▸ Task to carry out
Take the data below and repeat it exactly.

Records contained in a dataset:
--------------------

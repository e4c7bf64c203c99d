//! Optional observer hooks the dispatcher consults for the handful of
//! messages it interprets inline rather than queuing to the brigade.

use crate::error::DisconnectedError;

/// Observer hooks a [`crate::session::Session`] may register.
///
/// Every field is independently optional; a [`Default`]-constructed
/// `Callbacks` observes nothing and lets every inline message take its
/// default action (discard).
#[derive(Default)]
pub struct Callbacks {
    disconnect: Option<Box<dyn FnMut(&DisconnectedError) + Send>>,
    ignore: Option<Box<dyn FnMut(&[u8]) + Send>>,
    debug: Option<Box<dyn FnMut(bool, &[u8], &[u8]) + Send>>,
    mac_error: Option<Box<dyn FnMut() -> bool + Send>>,
}

impl std::fmt::Debug for Callbacks {
    fn fmt(&self, f: &mut std::fmt::Formatter<'_>) -> std::fmt::Result {
        f.debug_struct("Callbacks")
            .field("disconnect", &self.disconnect.is_some())
            .field("ignore", &self.ignore.is_some())
            .field("debug", &self.debug.is_some())
            .field("mac_error", &self.mac_error.is_some())
            .finish()
    }
}

impl Callbacks {
    pub fn new() -> Self {
        Self::default()
    }

    /// Register a hook invoked when a `DISCONNECT` message is received.
    pub fn on_disconnect(mut self, f: impl FnMut(&DisconnectedError) + Send + 'static) -> Self {
        self.disconnect = Some(Box::new(f));
        self
    }

    /// Register a hook invoked with the embedded data of every `IGNORE`
    /// message received.
    pub fn on_ignore(mut self, f: impl FnMut(&[u8]) + Send + 'static) -> Self {
        self.ignore = Some(Box::new(f));
        self
    }

    /// Register a hook invoked with `(always_display, message, language)` for
    /// every `DEBUG` message received.
    pub fn on_debug(mut self, f: impl FnMut(bool, &[u8], &[u8]) + Send + 'static) -> Self {
        self.debug = Some(Box::new(f));
        self
    }

    /// Register a hook consulted when a frame's MAC fails to verify. If it
    /// returns `true`, the frame is treated as if the MAC had matched.
    pub fn on_mac_error(mut self, f: impl FnMut() -> bool + Send + 'static) -> Self {
        self.mac_error = Some(Box::new(f));
        self
    }

    pub(crate) fn disconnected(&mut self, err: &DisconnectedError) {
        if let Some(cb) = self.disconnect.as_mut() {
            cb(err);
        }
    }

    pub(crate) fn ignored(&mut self, data: &[u8]) {
        if let Some(cb) = self.ignore.as_mut() {
            cb(data);
        }
    }

    pub(crate) fn debugged(&mut self, always_display: bool, message: &[u8], language: &[u8]) {
        if let Some(cb) = self.debug.as_mut() {
            cb(always_display, message, language);
        }
    }

    /// Consult the mac-error hook, if any; `false` if none is registered.
    pub(crate) fn mac_error_rescued(&mut self) -> bool {
        self.mac_error.as_mut().map(|cb| cb()).unwrap_or(false)
    }
}

#[cfg(test)]
mod tests {
    use super::*;

    #[test]
    fn unregistered_mac_error_hook_never_rescues() {
        let mut callbacks = Callbacks::new();
        assert!(!callbacks.mac_error_rescued());
    }

    #[test]
    fn registered_ignore_hook_is_invoked() {
        let mut seen = Vec::new();
        let mut callbacks = Callbacks::new().on_ignore(|data| seen.push(data.to_vec()));

        callbacks.ignored(b"hello");
        drop(callbacks);

        assert_eq!(seen, vec![b"hello".to_vec()]);
    }
}
/// Parse `text` as JSON, then validate. A syntax error is the only error.
pub fn validate_str(text: &str) -> ValidationReport {
    match serde_json::from_str::<Json>(text) {
        Ok(v) => validate(&v),
        Err(e) => ValidationReport {
            errors: vec![format!(
                "invalid JSON at line {}, column {}: {}",
                e.line(),
                e.column(),
                e
            )],
            warnings: Vec::new(),
        },
    }
}

/// Validate a parsed rule document.
pub fn validate(doc: &Json) -> ValidationReport {
    let mut report = ValidationReport::default();
    let Some(root) = doc.as_object() else {
        report.error("configuration must be a JSON object".into());
        return report;
    };

    for key in root.keys() {
        if !TOP_LEVEL_KEYS.contains(&key.as_str()) {
            report.warn(format!("unknown top-level key '{}' is ignored", key));
        }
    }

    match root.get("environments") {
        None => report.error("environments is required".into()),
        Some(Json::Array(envs)) if envs.is_empty() => {
            report.error("environments must not be empty".into())
        }
        Some(Json::Array(envs)) => {
            let mut names = HashSet::new();
            for (i, env) in envs.iter().enumerate() {
                validate_environment(env, &format!("environments[{}]", i), &mut names, &mut report);
            }
        }
        Some(_) => report.error("environments must be an array".into()),
    }

    match root.get("tasks") {
        None => {}
        Some(Json::Array(tasks)) => validate_tasks(tasks, &mut report),
        Some(_) => report.error("tasks must be an array".into()),
    }

    match root.get("git") {
        None => {}
        Some(Json::Object(git)) => {
            for (state, flag) in git {
                if !flag.is_boolean() {
                    report.error(format!("git.{} must be a boolean", state));
                }
                if !GIT_STATES.contains(&state.as_str()) {
                    report.warn(format!(
                        "git.{} is not a known repository state (expected one of: {})",
                        state,
                        GIT_STATES.join(", ")
                    ));
                }
            }
        }
        Some(_) => report.error("git must be an object".into()),
    }

    report
}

--------------------

▸ Expected answer
repository e4c7bf64c203c99d
//! Optional observer hooks the dispatcher consults for the handful of
//! messages it interprets inline rather than queuing to the brigade.

use crate::error::DisconnectedError;

/// Observer hooks a [`crate::session::Session`] may register.
///
/// Every field is independently optional; a [`Default`]-constructed
/// `Callbacks` observes nothing and lets every inline message take its
/// default action (discard).
#[derive(Default)]
pub struct Callbacks {
    disconnect: Option<Box<dyn FnMut(&DisconnectedError) + Send>>,
    ignore: Option<Box<dyn FnMut(&[u8]) + Send>>,
    debug: Option<Box<dyn FnMut(bool, &[u8], &[u8]) + Send>>,
    mac_error: Option<Box<dyn FnMut() -> bool + Send>>,
}

impl std::fmt::Debug for Callbacks {
    fn fmt(&self, f: &mut std::fmt::Formatter<'_>) -> std::fmt::Result {
        f.debug_struct("Callbacks")
            .field("disconnect", &self.disconnect.is_some())
            .field("ignore", &self.ignore.is_some())
            .field("debug", &self.debug.is_some())
            .field("mac_error", &self.mac_error.is_some())
            .finish()
    }
}

impl Callbacks {
    pub fn new() -> Self {
        Self::default()
    }

    /// Register a hook invoked when a `DISCONNECT` message is received.
    pub fn on_disconnect(mut self, f: impl FnMut(&DisconnectedError) + Send + 'static) -> Self {
        self.disconnect = Some(Box::new(f));
        self
    }

    /// Register a hook invoked with the embedded data of every `IGNORE`
    /// message received.
    pub fn on_ignore(mut self, f: impl FnMut(&[u8]) + Send + 'static) -> Self {
        self.ignore = Some(Box::new(f));
        self
    }

    /// Register a hook invoked with `(always_display, message, language)` for
    /// every `DEBUG` message received.
    pub fn on_debug(mut self, f: impl FnMut(bool, &[u8], &[u8]) + Send + 'static) -> Self {
        self.debug = Some(Box::new(f));
        self
    }

    /// Register a hook consulted when a frame's MAC fails to verify. If it
    /// returns `true`, the frame is treated as if the MAC had matched.
    pub fn on_mac_error(mut self, f: impl FnMut() -> bool + Send + 'static) -> Self {
        self.mac_error = Some(Box::new(f));
        self
    }

    pub(crate) fn disconnected(&mut self, err: &DisconnectedError) {
        if let Some(cb) = self.disconnect.as_mut() {
            cb(err);
        }
    }

    pub(crate) fn ignored(&mut self, data: &[u8]) {
        if let Some(cb) = self.ignore.as_mut() {
            cb(data);
        }
    }

    pub(crate) fn debugged(&mut self, always_display: bool, message: &[u8], language: &[u8]) {
        if let Some(cb) = self.debug.as_mut() {
            cb(always_display, message, language);
        }
    }

    /// Consult the mac-error hook, if any; `false` if none is registered.
    pub(crate) fn mac_error_rescued(&mut self) -> bool {
        self.mac_error.as_mut().map(|cb| cb()).unwrap_or(false)
    }
}

#[cfg(test)]
mod tests {
    use super::*;

    #[test]
    fn unregistered_mac_error_hook_never_rescues() {
        let mut callbacks = Callbacks::new();
        assert!(!callbacks.mac_error_rescued());
    }

    #[test]
    fn registered_ignore_hook_is_invoked() {
        let mut seen = Vec::new();
        let mut callbacks = Callbacks::new().on_ignore(|data| seen.push(data.to_vec()));

        callbacks.ignored(b"hello");
        drop(callbacks);

        assert_eq!(seen, vec![b"hello".to_vec()]);
    }
}
/// Parse `text` as JSON, then validate. A syntax error is the only error.
pub fn validate_str(text: &str) -> ValidationReport {
    match serde_json::from_str::<Json>(text) {
        Ok(v) => validate(&v),
        Err(e) => ValidationReport {
            errors: vec![format!(
                "invalid JSON at line {}, column {}: {}",
                e.line(),
                e.column(),
                e
            )],
            warnings: Vec::new(),
        },
    }
}

/// Validate a parsed rule document.
pub fn validate(doc: &Json) -> ValidationReport {
    let mut report = ValidationReport::default();
    let Some(root) = doc.as_object() else {
        report.error("configuration must be a JSON object".into());
        return report;
    };

    for key in root.keys() {
        if !TOP_LEVEL_KEYS.contains(&key.as_str()) {
            report.warn(format!("unknown top-level key '{}' is ignored", key));
        }
    }

    match root.get("environments") {
        None => report.error("environments is required".into()),
        Some(Json::Array(envs)) if envs.is_empty() => {
            report.error("environments must not be empty".into())
        }
        Some(Json::Array(envs)) => {
            let mut names = HashSet::new();
            for (i, env) in envs.iter().enumerate() {
                validate_environment(env, &format!("environments[{}]", i), &mut names, &mut report);
            }
        }
        Some(_) => report.error("environments must be an array".into()),
    }

    match root.get("tasks") {
        None => {}
        Some(Json::Array(tasks)) => validate_tasks(tasks, &mut report),
        Some(_) => report.error("tasks must be an array".into()),
    }

    match root.get("git") {
        None => {}
        Some(Json::Object(git)) => {
            for (state, flag) in git {
                if !flag.is_boolean() {
                    report.error(format!("git.{} must be a boolean", state));
                }
                if !GIT_STATES.contains(&state.as_str()) {
                    report.warn(format!(
                        "git.{} is not a known repository state (expected one of: {})",
                        state,
                        GIT_STATES.join(", ")
                    ));
                }
            }
        }
        Some(_) => report.error("git must be an object".into()),
    }

    report
}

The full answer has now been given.